The beneficiary shall confirm that it has not carried out a relocation to the establishment in which the initial investment for which aid is requested is to take place, in the two years preceding the application for aid and give a commitment that it will not do so up to a period of two years after the initial investment for which aid is requested is completed. With regard to commitments given prior to 31 December 2019, any loss of jobs, in the same or similar activity in one of the initial establishments of the beneficiary in the EEA, occurring between 1 January 2020 and 30 June 2021, shall not be considered a transfer within the meaning of Article 2(61a) of this Regulation.

17.

In the fisheries and aquaculture sector, aid shall not be granted to undertakings that have committed one or more of the infringements set out in Article 10(1)(a) to (d) and Article 10(3) of Regulation (EU) No 508/2014 of the European Parliament and of the Council

55

Regulation (EU) No 508/2014 of the European Parliament and of the Council of 15 May 2014 on the European Maritime and Fisheries Fund and repealing Council Regulations (EC) No 2328/2003, (EC) No 861/2006, (EC) No 1198/2006 and (EC) No 791/2007 and Regulation (EU) No 1255/2011 of the European Parliament and of the Council (OJ L 149, 20.5.2014, p. 1).

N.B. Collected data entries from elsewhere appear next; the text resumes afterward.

//! Session-scoped in-memory content storage.

use std::sync::atomic::{AtomicI64, Ordering};

use dashmap::DashMap;
use mfsync_core::domain::RecordId;
use mfsync_core::ports::IContentStorage;

use crate::CacheError;

/// Content records kept in a concurrent map for the lifetime of the process
pub struct MemoryContentStorage {
    records: DashMap<RecordId, Vec<u8>>,
    next_id: AtomicI64,
}

impl MemoryContentStorage {
    pub fn new() -> Self {
        Self {
            records: DashMap::new(),
            next_id: AtomicI64::new(1),
        }
    }

    pub fn len(&self) -> usize {
        self.records.len()
    }

    pub fn is_empty(&self) -> bool {
        self.records.is_empty()
    }
}

impl Default for MemoryContentStorage {
    fn default() -> Self {
        Self::new()
    }
}

#[async_trait::async_trait]
impl IContentStorage for MemoryContentStorage {
    async fn create_record(&self) -> anyhow::Result<RecordId> {
        let id = RecordId::new(self.next_id.fetch_add(1, Ordering::Relaxed));
        self.records.insert(id, Vec::new());
        tracing::trace!(record = %id, "Content record created");
        Ok(id)
    }

    async fn read(&self, id: RecordId) -> anyhow::Result<Vec<u8>> {
        self.records
            .get(&id)
            .map(|r| r.value().clone())
            .ok_or_else(|| CacheError::RecordNotFound(id).into())
    }

    async fn write(&self, id: RecordId, bytes: &[u8]) -> anyhow::Result<()> {
        let mut record = self
            .records
            .get_mut(&id)
            .ok_or(CacheError::RecordNotFound(id))?;
        *record = bytes.to_vec();
        Ok(())
    }

    async fn remove(&self, id: RecordId) -> anyhow::Result<()> {
        self.records.remove(&id);
        Ok(())
    }
}
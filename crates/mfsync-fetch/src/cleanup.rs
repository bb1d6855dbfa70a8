//! Type-specific cleanup of handles that vanished from a listing

use mfsync_core::domain::{NodeId, Requester, ResourceKind};
use mfsync_vfs::{AttributesService, VfsError};
use tracing::{debug, trace};

/// How a resource that left a listing is retired
#[derive(Debug, Clone, Copy, PartialEq, Eq)]
pub enum CleanupPolicy {
    /// Drop the query's requester; delete once no requester remains
    RequesterScoped,
    /// The listing owns the resource outright (members, spool files)
    ParentScoped,
}

impl CleanupPolicy {
    pub fn for_kind(kind: ResourceKind) -> Self {
        match kind {
            ResourceKind::Member | ResourceKind::SpoolFile => CleanupPolicy::ParentScoped,
            ResourceKind::Dataset | ResourceKind::Uss | ResourceKind::Job => {
                CleanupPolicy::RequesterScoped
            }
        }
    }
}

/// What cleanup did to one handle
#[derive(Debug, Clone, Copy, PartialEq, Eq)]
pub enum CleanupOutcome {
    Deleted,
    RequesterRemoved,
    /// The handle was already unregistered or its node deleted
    AlreadyGone,
}

/// Retires `handle` on behalf of the query identified by `requester`
pub fn retire(
    attributes: &AttributesService,
    handle: NodeId,
    requester: &Requester,
) -> Result<CleanupOutcome, VfsError> {
    let Some(descriptor) = attributes.get_attributes(handle) else {
        trace!(handle = %handle, "Stale handle already unregistered");
        return Ok(CleanupOutcome::AlreadyGone);
    };

    let remaining = descriptor.without_requester(requester);
    let delete = match CleanupPolicy::for_kind(descriptor.kind()) {
        CleanupPolicy::ParentScoped => true,
        CleanupPolicy::RequesterScoped => remaining.requesters().is_empty(),
    };

    if delete {
        return clear(attributes, handle);
    }

    match attributes.update(handle, remaining) {
        Ok(()) => {
            debug!(handle = %handle, requester = %requester, "Requester removed");
            Ok(CleanupOutcome::RequesterRemoved)
        }
        Err(VfsError::StaleHandle(_)) => {
            clear(attributes, handle)?;
            Ok(CleanupOutcome::AlreadyGone)
        }
        Err(VfsError::NotRegistered(_)) => Ok(CleanupOutcome::AlreadyGone),
        Err(e) => Err(e),
    }
}

fn clear(attributes: &AttributesService, handle: NodeId) -> Result<CleanupOutcome, VfsError> {
    match attributes.clear(handle) {
        Ok(()) => {
            debug!(handle = %handle, "Handle deleted");
            Ok(CleanupOutcome::Deleted)
        }
        Err(VfsError::NotRegistered(_)) => Ok(CleanupOutcome::AlreadyGone),
        Err(e) => Err(e),
    }
}
//! MFSync Fetch - Query-scoped listing cache
//!
//! Provides:
//! - [`FetchProvider`] - lists queries remotely and keeps one handle set per query
//! - [`cleanup`] - per-kind retirement of handles that left a listing
//! - [`convert`] - listing items → remote descriptors
//!
//! # Usage
//!
//! ```ignore
//! let provider = FetchProvider::new(attributes, transport, mutations)
//!     .with_config(&config.fetch);
//! let handles = provider.get_cached_or_reload(&query, &cancel).await?;
//! ```

pub mod cleanup;
pub mod convert;
pub mod error;
pub mod provider;

pub use cleanup::{retire, CleanupOutcome, CleanupPolicy};
pub use convert::{parent_of, to_descriptor};
pub use error::FetchError;
pub use provider::{CacheState, FetchProvider, DEFAULT_BATCH_SIZE};
impl ContentSynchronizer {
    pub fn new(
        attributes: Arc<AttributesService>,
        transport: Arc<dyn IRemoteTransport>,
        storage: Arc<dyn IContentStorage>,
        strategy: Arc<dyn ISaveStrategy>,
        mutations: MutationHandle,
    ) -> Self {
        Self {
            attributes,
            transport,
            storage,
            strategy,
            adapter: Arc::new(PassthroughAdapter),
            mutations,
            listener: Arc::new(LoggingListener),
            kinds: CONTENT_KINDS.to_vec(),
            records: DashMap::new(),
            upload_needed: DashSet::new(),
        }
    }

    pub fn with_adapter(mut self, adapter: Arc<dyn IContentAdapter>) -> Self {
        self.adapter = adapter;
        self
    }

    pub fn with_listener(mut self, listener: Arc<dyn SyncListener>) -> Self {
        self.listener = listener;
        self
    }

    /// Restricts the resource kinds this synchronizer accepts
    pub fn with_kinds(mut self, kinds: &[ResourceKind]) -> Self {
        self.kinds = kinds.iter().copied().filter(|k| CONTENT_KINDS.contains(k)).collect();
        self
    }

    /// Whether `handle` completed at least one pass this session
    pub fn was_synchronized(&self, handle: NodeId) -> bool {
        self.records.contains_key(&handle)
    }

    // ========================================================================
    // Remote side
    // ========================================================================

    fn remote_target(
        &self,
        handle: NodeId,
        descriptor: &RemoteDescriptor,
    ) -> Result<RemoteTarget, SyncError> {
        let (locator, requesters) = match descriptor {
            RemoteDescriptor::Dataset(ds) => (
                ResourceLocator::Dataset {
                    name: ds.name.clone(),
                    volser: ds.volser.clone(),
                },
                ds.requesters.clone(),
            ),
            RemoteDescriptor::Uss(uss) => (
                ResourceLocator::UssFile {
                    path: uss.path.clone(),
                },
                uss.requesters.clone(),
            ),
            RemoteDescriptor::Member(member) => match self.attributes.get_attributes(member.library) {
                Some(RemoteDescriptor::Dataset(library)) => (
                    ResourceLocator::Member {
                        library: library.name.clone(),
                        member: member.name.clone(),
                    },
                    parent_or_own(&library.requesters, &member.requesters),
                ),
                _ => return Err(SyncError::MissingAttributes(member.library)),
            },
            RemoteDescriptor::SpoolFile(spool) => match self.attributes.get_attributes(spool.job) {
                Some(RemoteDescriptor::Job(job)) => (
                    ResourceLocator::SpoolFile {
                        job_name: job.job_name.clone(),
                        job_id: job.job_id.clone(),
                        spool_id: spool.id,
                    },
                    parent_or_own(&job.requesters, &spool.requesters),
                ),
                _ => return Err(SyncError::MissingAttributes(spool.job)),
            },
            RemoteDescriptor::Job(_) => return Err(SyncError::IsDirectory(handle)),
        };

        let mut connections: Vec<Connection> = Vec::with_capacity(requesters.len());
        for requester in requesters {
            if !connections.contains(&requester.connection) {
                connections.push(requester.connection);
            }
        }
        if connections.is_empty() {
            return Err(SyncError::NoConnection(handle));
        }

        Ok(RemoteTarget {
            locator,
            connections,
        })
    }

    /// Fetches through each connection in turn; the first success wins
    async fn fetch_remote(
        &self,
        handle: NodeId,
        target: &RemoteTarget,
        mode: &ContentMode,
        cancel: &CancellationToken,
    ) -> Result<Vec<u8>, SyncError> {
        let mut last_error = None;

        for connection in &target.connections {
            let result = tokio::select! {
                biased;
                _ = cancel.cancelled() => return Err(SyncError::Cancelled(handle)),
                r = self.transport.fetch_bytes(connection, &target.locator, mode, cancel) => r,
            };

            match result {
                Ok(bytes) => {
                    debug!(handle = %handle, connection = connection.name(), bytes = bytes.len(), "Fetched remote content");
                    return Ok(bytes);
                }
                Err(e) => {
                    warn!(handle = %handle, connection = connection.name(), error = %e, "Fetch failed, trying next connection");
                    last_error = Some(e);
                }
            }
        }

        Err(SyncError::TransportFailure {
            handle,
            source: last_error.unwrap_or_else(|| anyhow::anyhow!("no connection attempted")),
        })
    }

    async fn upload_remote(
        &self,
        handle: NodeId,
        target: &RemoteTarget,
        mode: &ContentMode,
        bytes: &[u8],
        cancel: &CancellationToken,
    ) -> Result<(), SyncError> {
        let mut last_error = None;

        for connection in &target.connections {
            let result = tokio::select! {
                biased;
                _ = cancel.cancelled() => return Err(SyncError::Cancelled(handle)),
                r = self.transport.upload_bytes(connection, &target.locator, mode, bytes, cancel) => r,
            };

            match result {
                Ok(()) => {
                    info!(handle = %handle, connection = connection.name(), bytes = bytes.len(), "Uploaded local content");
                    return Ok(());
                }
                Err(e) => {
                    warn!(handle = %handle, connection = connection.name(), error = %e, "Upload failed, trying next connection");
                    last_error = Some(e);
                }
            }
        }

        Err(SyncError::TransportFailure {
            handle,
            source: last_error.unwrap_or_else(|| anyhow::anyhow!("no connection attempted")),
        })
    }

    // ========================================================================
    // Local side
    // ========================================================================

    async fn read_local(&self, handle: NodeId) -> Result<Vec<u8>, SyncError> {
        let tree = self.attributes.tree().clone();
        self.mutations
            .run(move || tree.read_bytes(handle))
            .await?
            .map_err(SyncError::LocalContent)
    }

    async fn write_local(&self, handle: NodeId, bytes: Vec<u8>) -> Result<(), SyncError> {
        let tree = self.attributes.tree().clone();
        self.mutations
            .run(move || tree.write_bytes(handle, &bytes))
            .await?
            .map_err(SyncError::LocalContent)
    }

    fn record_of(&self, handle: NodeId) -> Option<RecordId> {
        self.records.get(&handle).map(|r| *r.value())
    }

    async fn write_record(&self, record: RecordId, bytes: &[u8]) -> Result<(), SyncError> {
        self.storage
            .write(record, bytes)
            .await
            .map_err(SyncError::Storage)
    }

    // ========================================================================
    // The pass
    // ========================================================================

    /// One reconciliation pass over `handle`
    ///
    /// On `KeepLocal` the local file and the sync record both receive
    /// `adapt_from_remote` of the uploaded bytes, not the raw local bytes.
    async fn run_pass(
        &self,
        handle: NodeId,
        cancel: &CancellationToken,
    ) -> Result<SyncOutcome, SyncError> {
        let descriptor = self
            .attributes
            .get_attributes(handle)
            .ok_or(SyncError::MissingAttributes(handle))?;
        if descriptor.is_directory() {
            return Err(SyncError::IsDirectory(handle));
        }

        info!(handle = %handle, resource = %descriptor, "Synchronizing file");

        let target = self.remote_target(handle, &descriptor)?;
        let mode = descriptor.content_mode();
        let fetched = self.fetch_remote(handle, &target, &mode, cancel).await?;
        let adapted = self.adapter.adapt_from_remote(fetched, handle, &descriptor);

        let Some(record) = self.record_of(handle) else {
            info!(handle = %handle, "Setting initial content");
            self.write_local(handle, adapted.clone()).await?;
            let record = self
                .storage
                .create_record()
                .await
                .map_err(SyncError::Storage)?;
            self.write_record(record, &adapted).await?;
            self.records.insert(handle, record);
            return Ok(SyncOutcome::InitialContent);
        };

        let local = self.read_local(handle).await?;
        let last_synced = self
            .storage
            .read(record)
            .await
            .map_err(SyncError::Storage)?;

        if local == adapted {
            if last_synced != adapted {
                self.write_record(record, &adapted).await?;
            }
            debug!(handle = %handle, "Local and remote content match");
            return Ok(SyncOutcome::Unchanged);
        }

        let file = ConflictFile::new(
            handle,
            self.attributes
                .tree()
                .path(handle)
                .unwrap_or_else(|| descriptor.name()),
        );
        let mut decision = self
            .strategy
            .decide(&file, &last_synced, &adapted)
            .await
            .map_err(|e| SyncError::from_conflict(handle, e))?;

        if cancel.is_cancelled() {
            return Err(SyncError::Cancelled(handle));
        }

        if decision == SaveDecision::KeepLocal && !descriptor.is_writable() {
            warn!(handle = %handle, "Resource is read-only, discarding local edits");
            decision = SaveDecision::AcceptRemote;
        }

        info!(handle = %handle, decision = %decision, "Save strategy decided");

        match decision {
            SaveDecision::KeepLocal => {
                let prepared = self.adapter.adapt_to_remote(local, handle, &descriptor);
                self.upload_remote(handle, &target, &mode, &prepared, cancel)
                    .await?;
                let normalized = self
                    .adapter
                    .adapt_from_remote(prepared, handle, &descriptor);
                self.write_local(handle, normalized.clone()).await?;
                self.write_record(record, &normalized).await?;
                Ok(SyncOutcome::Uploaded)
            }
            SaveDecision::AcceptRemote => {
                self.write_local(handle, adapted.clone()).await?;
                self.write_record(record, &adapted).await?;
                Ok(SyncOutcome::AcceptedRemote)
            }
        }
    }
}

and for operations of Article 11 of that Regulation.

Article 15 Regional operating aid
1.

Regional operating aid schemes in outermost regions, sparsely populated areas and very sparsely populated areas shall be compatible with the internal market within the meaning of Article 107(3) of the Treaty and shall be exempted from the notification requirement of Article 108(3) of the Treaty, provided that the conditions laid down in this Article and in Chapter I are fulfilled.

2.

In sparsely populated areas, the regional operating aid schemes shall compensate for the additional transport costs of goods which have been produced in areas eligible for operating aid, as well as additional transport costs of goods that are further processed in those areas, under the following conditions:

  • (a)

    the aid is objectively quantifiable in advance on the basis of a fixed sum or per tonne/kilometre ratio or any other relevant unit;

  • (b)

    the additional transport costs are calculated on the basis of the journey of the goods inside the national border of the Member State concerned using the means of transport which results in the lowest costs for the beneficiary. The Member State may impose environmental standards to be fulfilled by the mode of transport chosen, and if such standards are imposed on the beneficiary it may base the calculation of the additional transport costs on the lowest cost for fulfilling those environmental standards.

The aid intensity shall not exceed 100 % of the additional transport costs as set out in this paragraph.

3.

In sparsely and very sparsely populated areas, the regional operating aid schemes shall prevent or reduce depopulation under the following conditions:

  • (a)

    the beneficiaries have their economic activity in the area concerned;

  • (b)

    the annual aid amount per beneficiary under all operating aid schemes does not exceed 20 % of the annual labour costs incurred by the beneficiary in the area concerned.

4.

In outermost regions, the operating aid schemes shall compensate for the additional operating costs incurred in those regions as a direct result of one or several of the permanent handicaps referred to in Article 349 of the Treaty, where the beneficiaries have their economic activity in an outermost region provided that the annual aid amount per beneficiary under all operating aid schemes implemented under this Regulation does not exceed one of the following percentages:

  • (a)

    35 % of the gross value added annually created by the beneficiary in the outermost region concerned;

  • (b)

    40 % of the annual labour costs incurred by the beneficiary in the outermost region concerned;

  • (c)

    30 % of the annual turnover of the beneficiary realised in the outermost region concerned.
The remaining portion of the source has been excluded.